Kizito Kakwo, the chairman of the coffee society [Merber pi Anyim], says coffee has a ready market but its marketability is being frustrated by the cartels and middlemen that determine low prices, leaving farmers with low incomes.

Kakwo said coffee business has everlasting benefits to farmers if well managed right from the plantations to the processing facilities.

Through the coffee business, Kakwo has managed to provide basic necessities to his family members such as paying school fees for his children and constructing a permanent house that the group members use as a storage facility for their coffee beans.

He however said members don’t have enough capacity to do coffee business.

“Coffee farmers lack capacity building and mindset change. They have a habit of selling the green coffee beans to middlemen who exploit them,” Kakwo said.

The coffee subsector in Nebbi faces a number of challenges such as pests and diseases, theft of coffee beans, poor storage, and a poor road network system that hinders the transportation of the produce.

According to farmers, the price of the ordinary grade was at  Shs 8000 per kilogramme but premium coffee beans with a moisture content of 11-12 were at Shs 10,000 per kilogramme, meaning they expect a higher price this season.

However, Ms. Lucian Olyera, a widow venturing into the coffee business in Athele village, Pajur Parish in Erussi Subcounty says middlemen have exploited farmers too much.

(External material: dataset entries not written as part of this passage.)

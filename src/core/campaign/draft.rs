//! Campaign Draft Types
//!
//! Defines the accumulating draft record built up across wizard steps:
//! - [`CampaignDraft`]: the canonical draft schema (single schema for every
//!   wizard entry point)
//! - [`DraftPatch`]: partial update applied through shallow last-write-wins merge
//! - [`GeneratedContent`]: generated marketing copy deposited by the pipeline
//! - [`CampaignRecord`]: the field contract handed to the persistence collaborator
//!
//! # Merge Semantics
//!
//! A patch only carries the fields the active step touched. Merging is shallow
//! and key-wise: a `Some` field replaces the draft's value wholesale (including
//! collection-valued and object-valued fields), a `None` field leaves the draft
//! untouched. A merge can never delete a previously set field.

use chrono::{DateTime, Utc};
use serde::{Deserialize, Serialize};

// ============================================================================
// Marketing Materials
// ============================================================================

/// A marketing deliverable the user can select for generation
#[derive(Debug, Clone, Copy, PartialEq, Eq, Hash, Serialize, Deserialize)]
#[serde(rename_all = "snake_case")]
pub enum MarketingMaterial {
    /// Short-form posts for social channels
    SocialPosts,
    /// Email blast to a contact list
    EmailBlast,
    /// Single-property landing page
    LandingPage,
    /// Printable flyer / one-pager
    PrintFlyer,
    /// Script for a walkthrough video
    VideoScript,
}

impl MarketingMaterial {
    /// Human-readable label for display
    pub fn label(&self) -> &'static str {
        match self {
            MarketingMaterial::SocialPosts => "Social Posts",
            MarketingMaterial::EmailBlast => "Email Blast",
            MarketingMaterial::LandingPage => "Landing Page",
            MarketingMaterial::PrintFlyer => "Print Flyer",
            MarketingMaterial::VideoScript => "Video Script",
        }
    }
}

// ============================================================================
// Generated Content
// ============================================================================

/// Generated marketing copy accumulated by the pipeline stages.
///
/// Variant lists hold alternative renditions the user picks from during review.
#[derive(Debug, Clone, PartialEq, Default, Serialize, Deserialize)]
#[serde(default)]
pub struct GeneratedContent {
    /// Headline variants
    pub headlines: Vec<String>,
    /// Sub-copy (subheadline) variants
    pub subheadlines: Vec<String>,
    /// Full-body copy variants
    pub body_variants: Vec<String>,
    /// Amenity-list variants (each entry is one ordered list)
    pub amenity_lists: Vec<Vec<String>>,
    /// Call-to-action variants
    pub calls_to_action: Vec<String>,
    /// Ready-to-post social copy
    pub social_posts: Vec<String>,
    /// Email subject line
    pub email_subject: String,
    /// Email body copy
    pub email_body: String,
    /// Landing page headline
    pub landing_headline: String,
    /// Landing page subheading
    pub landing_subheading: String,
    /// Long-form property description
    pub property_description: String,
    /// Mockup image URLs produced by the visual stage
    pub mockup_urls: Vec<String>,
}

impl GeneratedContent {
    /// Whether any stage has contributed content yet
    pub fn is_empty(&self) -> bool {
        self.headlines.is_empty()
            && self.subheadlines.is_empty()
            && self.body_variants.is_empty()
            && self.amenity_lists.is_empty()
            && self.calls_to_action.is_empty()
            && self.social_posts.is_empty()
            && self.email_subject.is_empty()
            && self.email_body.is_empty()
            && self.landing_headline.is_empty()
            && self.landing_subheading.is_empty()
            && self.property_description.is_empty()
            && self.mockup_urls.is_empty()
    }
}

// ============================================================================
// Campaign Draft
// ============================================================================

/// The accumulating draft record for one campaign.
///
/// `address` is the authoritative location field; earlier iterations carried a
/// parallel `property_address` shape which this schema deliberately collapses.
#[derive(Debug, Clone, PartialEq, Serialize, Deserialize)]
#[serde(default)]
pub struct CampaignDraft {
    // Identity / contact
    pub agent_name: Option<String>,
    pub agent_email: Option<String>,
    pub agent_phone: Option<String>,

    // Property / location
    pub address: Option<String>,
    pub city: Option<String>,
    pub state: Option<String>,
    pub zip: Option<String>,
    pub property_type: Option<String>,

    // Numeric attributes
    pub price: Option<f64>,
    pub bedrooms: Option<u32>,
    pub bathrooms: Option<f32>,
    pub square_feet: Option<u32>,
    pub year_built: Option<u32>,
    pub lot_size: Option<f64>,

    // Collections (replaced wholesale on merge)
    pub features: Vec<String>,
    pub keywords: Vec<String>,
    pub media_urls: Vec<String>,
    pub selected_materials: Vec<MarketingMaterial>,

    // Preference fields
    pub creative_style: String,
    pub tone: String,
    pub save_style: bool,
    pub save_tone: bool,
    pub save_materials: bool,

    // Pipeline output
    pub generated_copy: Option<GeneratedContent>,

    // Lifecycle timestamps (maintained by the store)
    pub created_at: DateTime<Utc>,
    pub updated_at: DateTime<Utc>,
}

impl Default for CampaignDraft {
    fn default() -> Self {
        let now = Utc::now();
        Self {
            agent_name: None,
            agent_email: None,
            agent_phone: None,
            address: None,
            city: None,
            state: None,
            zip: None,
            property_type: None,
            price: None,
            bedrooms: None,
            bathrooms: None,
            square_feet: None,
            year_built: None,
            lot_size: None,
            features: Vec::new(),
            keywords: Vec::new(),
            media_urls: Vec::new(),
            selected_materials: Vec::new(),
            creative_style: String::new(),
            tone: String::new(),
            save_style: false,
            save_tone: false,
            save_materials: false,
            generated_copy: None,
            created_at: now,
            updated_at: now,
        }
    }
}

impl CampaignDraft {
    /// Create a new empty draft
    pub fn new() -> Self {
        Self::default()
    }

    /// Apply a partial update in place. Shallow, key-wise, last-write-wins;
    /// a `None` patch field never clears a previously set value.
    pub fn apply(&mut self, patch: &DraftPatch) {
        macro_rules! set_if_some {
            ($($field:ident),* $(,)?) => {
                $(if let Some(v) = &patch.$field {
                    self.$field = Some(v.clone());
                })*
            };
        }
        macro_rules! replace_if_some {
            ($($field:ident),* $(,)?) => {
                $(if let Some(v) = &patch.$field {
                    self.$field = v.clone();
                })*
            };
        }

        set_if_some!(
            agent_name, agent_email, agent_phone, address, city, state, zip,
            property_type, price, bedrooms, bathrooms, square_feet, year_built,
            lot_size,
        );
        replace_if_some!(
            features, keywords, media_urls, selected_materials, creative_style,
            tone, save_style, save_tone, save_materials,
        );
        if let Some(copy) = &patch.generated_copy {
            self.generated_copy = Some(copy.clone());
        }
        self.updated_at = Utc::now();
    }

    /// Whether the draft has generated copy with at least one contribution
    pub fn has_generated_copy(&self) -> bool {
        self.generated_copy
            .as_ref()
            .map(|c| !c.is_empty())
            .unwrap_or(false)
    }
}

// ============================================================================
// Draft Patch
// ============================================================================

/// Partial update to a [`CampaignDraft`]. Every field is optional; only the
/// fields the active step touched are carried.
#[derive(Debug, Clone, Default, Serialize, Deserialize)]
#[serde(default)]
pub struct DraftPatch {
    pub agent_name: Option<String>,
    pub agent_email: Option<String>,
    pub agent_phone: Option<String>,

    pub address: Option<String>,
    pub city: Option<String>,
    pub state: Option<String>,
    pub zip: Option<String>,
    pub property_type: Option<String>,

    pub price: Option<f64>,
    pub bedrooms: Option<u32>,
    pub bathrooms: Option<f32>,
    pub square_feet: Option<u32>,
    pub year_built: Option<u32>,
    pub lot_size: Option<f64>,

    pub features: Option<Vec<String>>,
    pub keywords: Option<Vec<String>>,
    pub media_urls: Option<Vec<String>>,
    pub selected_materials: Option<Vec<MarketingMaterial>>,

    pub creative_style: Option<String>,
    pub tone: Option<String>,
    pub save_style: Option<bool>,
    pub save_tone: Option<bool>,
    pub save_materials: Option<bool>,

    pub generated_copy: Option<GeneratedContent>,
}

impl DraftPatch {
    /// Whether the patch touches any preference field or opt-in flag.
    /// Used by the store to decide when a preference cache sync is due.
    pub fn touches_preferences(&self) -> bool {
        self.creative_style.is_some()
            || self.tone.is_some()
            || self.selected_materials.is_some()
            || self.save_style.is_some()
            || self.save_tone.is_some()
            || self.save_materials.is_some()
    }
}

// ============================================================================
// Campaign Record (submission contract)
// ============================================================================

/// Lifecycle status of a campaign record
#[derive(Debug, Clone, Copy, PartialEq, Eq, Serialize, Deserialize)]
#[serde(rename_all = "snake_case")]
pub enum CampaignStatus {
    Draft,
    Generating,
    Completed,
}

/// The record handed to the persistence collaborator on final submission.
/// Field set is the explicit external contract; missing required fields fail
/// record construction rather than submission.
#[derive(Debug, Clone, Serialize, Deserialize)]
pub struct CampaignRecord {
    pub address: String,
    pub bedrooms: u32,
    pub bathrooms: f32,
    pub square_feet: u32,
    pub price: f64,
    pub property_type: String,
    pub year_built: Option<u32>,
    pub lot_size: Option<f64>,
    pub features: Vec<String>,
    pub keywords: Vec<String>,
    pub media_urls: Vec<String>,
    pub generated_copy: GeneratedContent,
    pub status: CampaignStatus,
}

/// A required record field was absent from the draft
#[derive(Debug, Clone, thiserror::Error)]
#[error("missing required field: {0}")]
pub struct MissingField(pub &'static str);

impl CampaignRecord {
    /// Build the submission record from a draft.
    pub fn from_draft(draft: &CampaignDraft, status: CampaignStatus) -> Result<Self, MissingField> {
        Ok(Self {
            address: draft.address.clone().ok_or(MissingField("address"))?,
            bedrooms: draft.bedrooms.ok_or(MissingField("bedrooms"))?,
            bathrooms: draft.bathrooms.ok_or(MissingField("bathrooms"))?,
            square_feet: draft.square_feet.ok_or(MissingField("square_feet"))?,
            price: draft.price.ok_or(MissingField("price"))?,
            property_type: draft
                .property_type
                .clone()
                .ok_or(MissingField("property_type"))?,
            year_built: draft.year_built,
            lot_size: draft.lot_size,
            features: draft.features.clone(),
            keywords: draft.keywords.clone(),
            media_urls: draft.media_urls.clone(),
            generated_copy: draft
                .generated_copy
                .clone()
                .ok_or(MissingField("generated_copy"))?,
            status,
        })
    }
}

// ============================================================================
// Tests
// ============================================================================

#[cfg(test)]
mod tests {
    use super::*;

    #[test]
    fn test_apply_is_last_write_wins() {
        let mut draft = CampaignDraft::new();
        draft.apply(&DraftPatch {
            address: Some("123 Main St".to_string()),
            ..Default::default()
        });
        draft.apply(&DraftPatch {
            price: Some(500_000.0),
            ..Default::default()
        });

        // Both fields survive independent patches
        assert_eq!(draft.address.as_deref(), Some("123 Main St"));
        assert_eq!(draft.price, Some(500_000.0));

        // A later write replaces the earlier one
        draft.apply(&DraftPatch {
            address: Some("456 Oak Ave".to_string()),
            ..Default::default()
        });
        assert_eq!(draft.address.as_deref(), Some("456 Oak Ave"));
        assert_eq!(draft.price, Some(500_000.0));
    }

    #[test]
    fn test_apply_replaces_collections_wholesale() {
        let mut draft = CampaignDraft::new();
        draft.apply(&DraftPatch {
            features: Some(vec!["pool".to_string(), "garage".to_string()]),
            ..Default::default()
        });
        draft.apply(&DraftPatch {
            features: Some(vec!["solar".to_string()]),
            ..Default::default()
        });

        // No element-wise merging
        assert_eq!(draft.features, vec!["solar".to_string()]);
    }

    #[test]
    fn test_empty_patch_is_a_noop_on_values() {
        let mut draft = CampaignDraft::new();
        draft.apply(&DraftPatch {
            address: Some("123 Main St".to_string()),
            keywords: Some(vec!["cozy".to_string()]),
            ..Default::default()
        });
        let before = draft.clone();

        draft.apply(&DraftPatch::default());
        assert_eq!(draft.address, before.address);
        assert_eq!(draft.keywords, before.keywords);
    }

    #[test]
    fn test_touches_preferences() {
        assert!(!DraftPatch::default().touches_preferences());
        assert!(DraftPatch {
            save_style: Some(true),
            ..Default::default()
        }
        .touches_preferences());
        assert!(DraftPatch {
            tone: Some("warm".to_string()),
            ..Default::default()
        }
        .touches_preferences());
    }

    #[test]
    fn test_generated_content_is_empty() {
        let mut copy = GeneratedContent::default();
        assert!(copy.is_empty());
        copy.headlines.push("Stunning Craftsman".to_string());
        assert!(!copy.is_empty());
    }

    #[test]
    fn test_record_from_incomplete_draft() {
        let draft = CampaignDraft::new();
        let err = CampaignRecord::from_draft(&draft, CampaignStatus::Draft).unwrap_err();
        assert_eq!(err.0, "address");
    }

    #[test]
    fn test_record_from_complete_draft() {
        let mut draft = CampaignDraft::new();
        draft.apply(&DraftPatch {
            address: Some("123 Main St".to_string()),
            property_type: Some("Single-Family".to_string()),
            price: Some(500_000.0),
            bedrooms: Some(3),
            bathrooms: Some(2.0),
            square_feet: Some(1800),
            generated_copy: Some(GeneratedContent {
                headlines: vec!["Charming 3BR".to_string()],
                ..Default::default()
            }),
            ..Default::default()
        });

        let record = CampaignRecord::from_draft(&draft, CampaignStatus::Completed).unwrap();
        assert_eq!(record.address, "123 Main St");
        assert_eq!(record.bedrooms, 3);
        assert_eq!(record.status, CampaignStatus::Completed);
        assert_eq!(record.generated_copy.headlines.len(), 1);
    }
}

Olyera who lost her husband in 2010 and now looks after six children, wants government to enact laws, which protect the farmers from being exploited by intermediaries.

She added that farmers have now formed a coffee cooperative society with the aim to fight off middlemen, among other purposes.

Commenting about PDM, she said Shs 100 million earmarked annually for the parish is too little.

“The Shs 100mln for the whole parish would be so meager to support the farming groups since the price of general commodities has gone high and if finance basket could allow, at least government should increase the funds to Shs 200 mln,” Olyera said.

But PDM Focal Point Person  Nebbi district Walter Abineno assured farmers that, for anyone to access the PDM money must be in groups because it is a revolving fund to be managed by the PDM SACCOs.

“The PDM  policy is very clear that whoever is not in the groups or has not registered at the village doesn’t qualify for the money, so I urge people to register in groups to access the money,” Abineno said.

He added that for farmers to reap big from coffee enterprises there must be a sustainable land management system that must be employed and coffee farmers must practice land conservation systems to avoid soil erosion.

“We are working closely with field extension workers at the sub-county level to ensure that there is value addition to the identified enterprises by the PDM beneficiaries,” Abineno said.

The Nebbi district production officer Leverius Nyakuni said Erussi Subcounty has the best sandy loam soils recommended for coffee growing, adding that if the coffee plantations are well managed, they will produce higher yields.

“We have over 63 coffee farmers’ groups registered in the sub-county and we call on farmers for timely monitoring of coffee plantations to avoid being destroyed by pests and diseases,” Nyakuni said.